Van Gogh Museum - Amsterdam - Netherlands

Two buildings - the Rietveld Building and the Kurokawa Wing - together form the Van Gogh Museum. The new entrance hall connects both buildings.


The history of the Van Gogh Museum’s architecture is an interesting one. The main building, designed by Gerrit Rietveld, opened in 1973. Architect Kisho Kurokawa’s exhibition wing was completed in 1999. Other designers have also contributed to the rebuilding and renovation of the building. In the spring of 2014 a start was made on the construction of a new entrance foyer on Museumplein.

The Rietveld Building

The museum’s permanent collection is on display in the main building in Paulus Potterstraat, designed by the architect Gerrit Rietveld in 1963-64.
Rietveld was an important member of De Stijl, a group of progressive artists and architects active in the 1920s. Rietveld’s modernist vision stressed geometric shapes and light, open spaces. This is particularly evident in the staircase in the central hall, where the daylight streams into the museum galleries through a high skylight.

The Kurokawa Wing

Kisho Kurokawa designed the museum’s exhibition wing, which opened in 1999. Kurokawa was known above all for his original designs for Japanese museums and for Kuala Lumpur airport. All his major design principles are reflected in the exhibition wing—for example, the symbiosis between environment and architecture, and between Japanese and European culture. As a contrast to Rietveld’s cube, Kurokawa opted for asymmetry—the building is elliptical and the box-shaped print room is at an angle to the axis of the wing.
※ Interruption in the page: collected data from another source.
//! The description of a single runner to render.

use crate::errors::DescriptorError;

/// Everything the renderer needs to produce one runner file.
///
/// Descriptors are immutable once built. The feature list keeps its input
/// order: the first entry feeds single-feature templates and the whole list
/// feeds multi-feature references.
///
/// # Examples
///
/// ```
/// use cucable_runner::RunnerDescriptor;
///
/// let descriptor = RunnerDescriptor::new(
///     "src/test/resources/runner.txt",
///     "Login_scenario001_run001_IT",
///     vec!["Login_scenario001_run001_IT".to_owned()],
/// )?;
/// assert_eq!(descriptor.target_name(), "Login_scenario001_run001_IT");
/// assert_eq!(descriptor.feature_file_names().len(), 1);
/// # Ok::<(), cucable_runner::DescriptorError>(())
/// ```
#[derive(Clone, Debug, PartialEq, Eq)]
pub struct RunnerDescriptor {
    template_source: String,
    target_name: String,
    feature_file_names: Vec<String>,
}

impl RunnerDescriptor {
    /// Builds a descriptor, rejecting blank runner names and empty feature
    /// lists.
    ///
    /// # Errors
    ///
    /// Returns [`DescriptorError::BlankTargetName`] when `target_name` is
    /// blank and [`DescriptorError::NoFeatureFiles`] when no feature file
    /// names are given.
    pub fn new(
        template_source: impl Into<String>,
        target_name: impl Into<String>,
        feature_file_names: Vec<String>,
    ) -> Result<Self, DescriptorError> {
        let target_name = target_name.into();
        if target_name.trim().is_empty() {
            return Err(DescriptorError::BlankTargetName);
        }
        if feature_file_names.is_empty() {
            return Err(DescriptorError::NoFeatureFiles { target_name });
        }
        Ok(Self {
            template_source: template_source.into(),
            target_name,
            feature_file_names,
        })
    }

    /// Returns the template path exactly as supplied.
    #[must_use]
    pub fn template_source(&self) -> &str {
        &self.template_source
    }

    /// Returns the runner name.
    #[must_use]
    pub fn target_name(&self) -> &str {
        &self.target_name
    }

    /// Returns the referenced feature file names in input order.
    #[must_use]
    pub fn feature_file_names(&self) -> &[String] {
        &self.feature_file_names
    }
}

#[cfg(test)]
mod tests {
    use rstest::rstest;

    use super::*;

    #[rstest]
    #[case("")]
    #[case("   ")]
    fn rejects_blank_runner_names(#[case] name: &str) {
        let result = RunnerDescriptor::new("runner.txt", name, vec!["a".to_owned()]);
        assert_eq!(result, Err(DescriptorError::BlankTargetName));
    }

    #[test]
    fn rejects_empty_feature_lists() {
        let result = RunnerDescriptor::new("runner.txt", "Runner", Vec::new());
        assert_eq!(
            result,
            Err(DescriptorError::NoFeatureFiles {
                target_name: "Runner".to_owned()
            })
        );
    }

    #[test]
    fn keeps_feature_order_and_duplicates() {
        let names = vec!["b".to_owned(), "a".to_owned(), "b".to_owned()];
        let Ok(descriptor) = RunnerDescriptor::new("t", "Runner", names.clone()) else {
            panic!("descriptor should be valid");
        };
        assert_eq!(descriptor.feature_file_names(), names.as_slice());
        assert_eq!(descriptor.template_source(), "t");
    }
}
//! Smoke tests for the cucable binary.
#![expect(clippy::expect_used, reason = "tests assert command success paths")]

use std::fs;

use assert_cmd::Command;

const TEMPLATE: &str = "public class [CUCABLE:RUNNER] {\n\
\x20   String feature = \"[CUCABLE:FEATURE].feature\";\n\
}\n";

const FEATURE: &str = "Feature: Cart\n  Scenario: add\n    Given an item\n";

fn cucable() -> Command {
    let mut command = Command::cargo_bin("cucable").expect("binary exists");
    command.env_remove("CUCABLE_LOG_LEVEL");
    command
}

#[test]
fn generates_runners_for_a_feature_directory() {
    let root = tempfile::tempdir().expect("temp dir");
    let base = root.path();
    fs::create_dir_all(base.join("features")).expect("features dir");
    fs::write(base.join("features/cart.feature"), FEATURE).expect("feature");
    fs::write(base.join("runner.template"), TEMPLATE).expect("template");

    let output = cucable()
        .current_dir(base)
        .args([
            "--source-runner-template-file",
            "runner.template",
            "--generated-runner-directory",
            "out/runners",
            "--source-features",
            "features",
            "--generated-feature-directory",
            "out/features",
        ])
        .output()
        .expect("runs");
    assert!(output.status.success());

    let runner = fs::read_to_string(base.join("out/runners/cart_scenario001_run001_IT.java"))
        .expect("runner written");
    assert!(runner.starts_with("public class cart_scenario001_run001_IT {"));
    assert!(runner.contains("\"cart_scenario001_run001_IT.feature\""));
    assert!(base.join("out/features/cart_scenario001_run001_IT.feature").exists());
}

#[test]
fn missing_property_exits_with_configuration_error() {
    let output = cucable()
        .args(["--generated-runner-directory", "out"])
        .output()
        .expect("runs");
    assert_eq!(output.status.code(), Some(2));
    let stderr = String::from_utf8_lossy(&output.stderr);
    assert!(stderr.contains("<sourceRunnerTemplateFile>"));
}

#[test]
fn invalid_log_level_in_environment_is_rejected() {
    let output = cucable()
        .env("CUCABLE_LOG_LEVEL", "chatty")
        .output()
        .expect("runs");
    assert_eq!(output.status.code(), Some(2));
}

#[test]
fn missing_template_exits_with_generation_error() {
    let root = tempfile::tempdir().expect("temp dir");
    let base = root.path();
    fs::write(base.join("cart.feature"), FEATURE).expect("feature");

    let output = cucable()
        .current_dir(base)
        .args([
            "--source-runner-template-file",
            "missing.template",
            "--generated-runner-directory",
            "runners",
            "--source-features",
            "cart.feature",
            "--generated-feature-directory",
            "features",
        ])
        .output()
        .expect("runs");
    assert_eq!(output.status.code(), Some(1));
}
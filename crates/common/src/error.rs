use thiserror::Error;

/// Common error types for the wnode supervisor
#[derive(Error, Debug)]
pub enum WnodeError {
    /// Configuration errors
    #[error("Configuration error: {0}")]
    Config(String),

    /// I/O errors
    #[error("I/O error: {0}")]
    Io(#[from] std::io::Error),

    /// Serialization errors
    #[error("Serialization error: {0}")]
    Serialization(String),

    /// Logging setup errors
    #[error("Logging error: {0}")]
    Logging(String),
}

/// Result type alias for convenience
pub type Result<T> = std::result::Result<T, WnodeError>;

impl From<serde_json::Error> for WnodeError {
    fn from(err: serde_json::Error) -> Self {
        WnodeError::Serialization(err.to_string())
    }
}

impl From<config::ConfigError> for WnodeError {
    fn from(err: config::ConfigError) -> Self {
        WnodeError::Config(err.to_string())
    }
}

impl From<tracing_subscriber::filter::ParseError> for WnodeError {
    fn from(err: tracing_subscriber::filter::ParseError) -> Self {
        WnodeError::Logging(format!("invalid filter directive: {}", err))
    }
}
The exhibition wing extension to the museum was made possible by the support of The Japan Foundation and the Tokyo-based Yasuda Fire & Marine Insurance Company Ltd.

The New Entrance Hall

The new entrance hall opens to the public on 5 September 2015. For the new entrance building, Kisho Kurokawa Architect & Associates made a sketch that consists in broad outlines of a further elaboration of the elliptical wing of the building that they had built in Amsterdam in 1999. This idea is further developed, materialized, and realized by Hans van Heeswijk Architects.
The open and transparent entrance hall has been built using the very latest glass construction techniques. The frontage consists of 650 square metres of cold bent glass, with 30 so-called 'roof fins' – also in glass and up to 12 metres in length – and 20 glass columns up to 9.4 metres high, all mounted on a load-bearing structure containing 65 tonnes of steel.
The new glass structure is positioned between the original museum building designed by Gerrit Rietveld and the more recent temporary exhibitions wing, providing better access to and between them.